The Federal Aviation Administration (FAA) had warned that potential 5G interference could affect height readings that play a key role in bad-weather landings on some jets and airlines say the Boeing 777 is among models initially in the spotlight.

Despite an announcement by AT&T and Verizon that they would pause the 5G rollout near airports, several airlines still cancelled flights or switched aircraft models.

Late Tuesday, the FAA began updating its guidance on which airports and aircraft models would be affected, in a move expected to dramatically lessen the impact of the nearly 1,500 notices of 5G restrictions issued by the regulator.
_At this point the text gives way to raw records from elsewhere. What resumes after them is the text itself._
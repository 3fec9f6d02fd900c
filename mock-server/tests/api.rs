use axum::http::{self, Request, StatusCode};
use http_body_util::BodyExt;
use mock_server::{app, app_with_key, DEFAULT_API_KEY, DEFAULT_LIST_ID, PING_REPLY};
use serde_json::Value;
use tower::ServiceExt;

async fn body_json(response: axum::response::Response) -> Value {
    let bytes = body_bytes(response).await;
    serde_json::from_slice(&bytes).unwrap()
}

async fn body_bytes(response: axum::response::Response) -> bytes::Bytes {
    response.into_body().collect().await.unwrap().to_bytes()
}

fn form_request(body: &str) -> Request<String> {
    Request::builder()
        .method("POST")
        .uri("/1.3/")
        .header(
            http::header::CONTENT_TYPE,
            "application/x-www-form-urlencoded",
        )
        .body(body.to_string())
        .unwrap()
}

fn call(method: &str, rest: &str) -> Request<String> {
    let mut body = format!("method={method}&apikey={DEFAULT_API_KEY}&output=json");
    if !rest.is_empty() {
        body.push('&');
        body.push_str(rest);
    }
    form_request(&body)
}

// --- basics ---

#[tokio::test]
async fn ping_answers_chimpy() {
    let resp = app().oneshot(call("ping", "")).await.unwrap();

    assert_eq!(resp.status(), StatusCode::OK);
    assert_eq!(body_json(resp).await, Value::from(PING_REPLY));
}

#[tokio::test]
async fn wrong_key_is_reported_in_band() {
    let resp = app_with_key("other-us1")
        .oneshot(call("ping", ""))
        .await
        .unwrap();

    assert_eq!(resp.status(), StatusCode::OK);
    let json = body_json(resp).await;
    assert_eq!(json["code"], 104);
    assert!(json["error"].as_str().unwrap().contains("API Key"));
}

#[tokio::test]
async fn unknown_method_is_reported_in_band() {
    let resp = app().oneshot(call("listFrobnicate", "")).await.unwrap();

    let json = body_json(resp).await;
    assert_eq!(json["code"], -32601);
}

#[tokio::test]
async fn missing_method_is_reported_in_band() {
    let resp = app()
        .oneshot(form_request(&format!("apikey={DEFAULT_API_KEY}")))
        .await
        .unwrap();

    let json = body_json(resp).await;
    assert_eq!(json["code"], -32602);
}

#[tokio::test]
async fn get_is_not_routed() {
    let resp = app()
        .oneshot(Request::builder().uri("/1.3/").body(String::new()).unwrap())
        .await
        .unwrap();

    assert_eq!(resp.status(), StatusCode::METHOD_NOT_ALLOWED);
}

#[tokio::test]
async fn lists_include_seeded_list() {
    let resp = app().oneshot(call("lists", "")).await.unwrap();

    let json = body_json(resp).await;
    assert_eq!(json["total"], 1);
    assert_eq!(json["data"][0]["id"], DEFAULT_LIST_ID);
    assert_eq!(json["data"][0]["name"], "unittests");
}

#[tokio::test]
async fn unknown_list_is_an_error() {
    let resp = app()
        .oneshot(call("listMembers", "id=nosuchlist"))
        .await
        .unwrap();

    let json = body_json(resp).await;
    assert_eq!(json["code"], 200);
}

// --- subscriber lifecycle ---

#[tokio::test]
async fn subscribe_lifecycle() {
    use tower::Service;

    let mut app = app().into_service();

    let subscribe = format!(
        "id={DEFAULT_LIST_ID}&email_address=unit%40example.com\
         &merge_vars%5BFIRST%5D=unit&merge_vars%5BLAST%5D=tests&double_optin=false"
    );
    let resp = ServiceExt::ready(&mut app)
        .await
        .unwrap()
        .call(call("listSubscribe", &subscribe))
        .await
        .unwrap();
    assert_eq!(body_json(resp).await, Value::Bool(true));

    let resp = ServiceExt::ready(&mut app)
        .await
        .unwrap()
        .call(call("listMembers", &format!("id={DEFAULT_LIST_ID}")))
        .await
        .unwrap();
    let members = body_json(resp).await;
    assert_eq!(members["total"], 1);
    assert_eq!(members["data"][0]["email"], "unit@example.com");

    let info = format!(
        "id={DEFAULT_LIST_ID}&email_address%5B0%5D=unit%40example.com\
         &email_address%5B1%5D=nosuch%40example.com"
    );
    let resp = ServiceExt::ready(&mut app)
        .await
        .unwrap()
        .call(call("listMemberInfo", &info))
        .await
        .unwrap();
    let info = body_json(resp).await;
    assert_eq!(info["success"], 1);
    assert_eq!(info["errors"], 1);
    assert_eq!(info["data"][0]["merges"]["FIRST"], "unit");
    assert_eq!(info["data"][1]["code"], 232);

    let unsubscribe = format!(
        "id={DEFAULT_LIST_ID}&email_address=unit%40example.com&delete_member=true"
    );
    let resp = ServiceExt::ready(&mut app)
        .await
        .unwrap()
        .call(call("listUnsubscribe", &unsubscribe))
        .await
        .unwrap();
    assert_eq!(body_json(resp).await, Value::Bool(true));

    let resp = ServiceExt::ready(&mut app)
        .await
        .unwrap()
        .call(call("listMembers", &format!("id={DEFAULT_LIST_ID}")))
        .await
        .unwrap();
    assert_eq!(body_json(resp).await["total"], 0);
}

#[tokio::test]
async fn batch_subscribe_reports_bad_rows() {
    let batch = format!(
        "id={DEFAULT_LIST_ID}&double_optin=false\
         &batch%5B0%5D%5BEMAIL%5D=a%40example.com\
         &batch%5B1%5D%5BEMAIL%5D=not-an-address"
    );
    let resp = app()
        .oneshot(call("listBatchSubscribe", &batch))
        .await
        .unwrap();

    let json = body_json(resp).await;
    assert_eq!(json["add_count"], 1);
    assert_eq!(json["error_count"], 1);
    assert_eq!(json["errors"][0]["code"], 502);
    assert_eq!(json["errors"][0]["row"], 1);
}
The world’s largest operator of the Boeing 777, Dubai’s Emirates, said earlier it would suspend flights to nine U.S. destinations from January 19, the planned date for the deployment of 5G wireless services.

Germany’s Lufthansa said it had cancelled a flight from Frankfurt to Miami and was switching aircraft used on some U.S. services from Boeing 747-8 to 747-400. Subsidiary Austrian Airlines would switch from a 777 to a 767 on its Newark service.

The airlines said they were acting in response to a notice from Boeing that 5G signals may interfere with the radio altimeter on the 777, leading to restrictions. A spokesperson for Boeing had no immediate comment.

Industry sources said Boeing had issued technical advisories noting potential interference, but that flight restrictions were in the hands of the FAA, which has for now limited operations at key airports unless airlines qualify for special approvals.

The announcement of cancellations came despite the wireless carriers delaying turning on some 5G towers near key airports. Airline industry sources said the decision had arrived too late to affect complex aircraft and crewing decisions for some Wednesday flights.

Not all 777 flights are affected. Emirates, which is also a major user of the larger A380, will switch to the larger aircraft for Los Angeles and New York but keep flying the 777 to Washington, which is not affected.